Collected data entries
^^^^^^^^^^^^^^^^

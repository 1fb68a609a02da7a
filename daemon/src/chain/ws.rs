use std::time::Duration;

use futures_util::{SinkExt, StreamExt};
use log::{debug, error, info, warn};
use serde_json::json;
use tokio::sync::mpsc;
use tokio_tungstenite_wasm::{connect, Message};

use meridian_common::{
    chain::{BlockNumber, ContractAddress, LogRecord},
    config::{WS_RECONNECT_BASE_MS, WS_RECONNECT_CAP_MS},
};

use super::GatewayError;

// Push-log subscription over WebSocket. Strictly an optimization: the poller
// remains the correctness path, so this task reconnects forever with
// exponential backoff and never gives up on behalf of the ingestor.
pub struct LogSubscription;

impl LogSubscription {
    // Spawns the subscription pump and returns the receiving half.
    // The channel closes only when the receiver is dropped.
    pub async fn open(
        ws_url: String,
        contracts: Vec<ContractAddress>,
        from_block: BlockNumber,
    ) -> Result<mpsc::Receiver<LogRecord>, GatewayError> {
        let (sender, receiver) = mpsc::channel(1024);

        tokio::spawn(async move {
            let mut backoff = WS_RECONNECT_BASE_MS;
            let mut resume_from = from_block;
            loop {
                match Self::pump(&ws_url, &contracts, resume_from, &sender).await {
                    Ok(last_seen) => {
                        // Clean close; resume where the stream stopped
                        resume_from = last_seen;
                        backoff = WS_RECONNECT_BASE_MS;
                    }
                    Err(e) => {
                        warn!("log subscription lost: {}", e);
                    }
                }

                if sender.is_closed() {
                    debug!("log subscription receiver dropped, stopping");
                    break;
                }

                tokio::time::sleep(Duration::from_millis(backoff)).await;
                backoff = (backoff * 2).min(WS_RECONNECT_CAP_MS);
            }
        });

        Ok(receiver)
    }

    async fn pump(
        ws_url: &str,
        contracts: &[ContractAddress],
        from_block: BlockNumber,
        sender: &mpsc::Sender<LogRecord>,
    ) -> Result<BlockNumber, GatewayError> {
        info!("Opening log subscription from block {}", from_block);
        let mut stream = connect(ws_url)
            .await
            .map_err(|e| GatewayError::WebSocket(e.to_string()))?;

        let subscribe = json!({
            "method": "subscribe_logs",
            "params": {
                "contracts": contracts,
                "from_block": from_block,
            }
        });
        stream
            .send(Message::text(subscribe.to_string()))
            .await
            .map_err(|e| GatewayError::WebSocket(e.to_string()))?;

        let mut last_seen = from_block;
        while let Some(message) = stream.next().await {
            let message = message.map_err(|e| GatewayError::WebSocket(e.to_string()))?;
            let text = match message {
                Message::Text(text) => text,
                Message::Close(_) => break,
                _ => continue,
            };

            let record: LogRecord = match serde_json::from_str(&text) {
                Ok(record) => record,
                Err(e) => {
                    // Skip malformed frames, the poller will pick the log up
                    error!("undecodable subscription frame: {}", e);
                    continue;
                }
            };

            last_seen = record.block_number;
            if sender.send(record).await.is_err() {
                debug!("subscription receiver closed");
                break;
            }
        }

        Ok(last_seen)
    }
}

^^^^^^^^^^^^^^^^

#### What is being asked
Every line in the records above that contains the word "text" is to be copied out.

#### Solution to the exercise
            .send(Message::text(subscribe.to_string()))
            let text = match message {
                Message::Text(text) => text,
            let record: LogRecord = match serde_json::from_str(&text) {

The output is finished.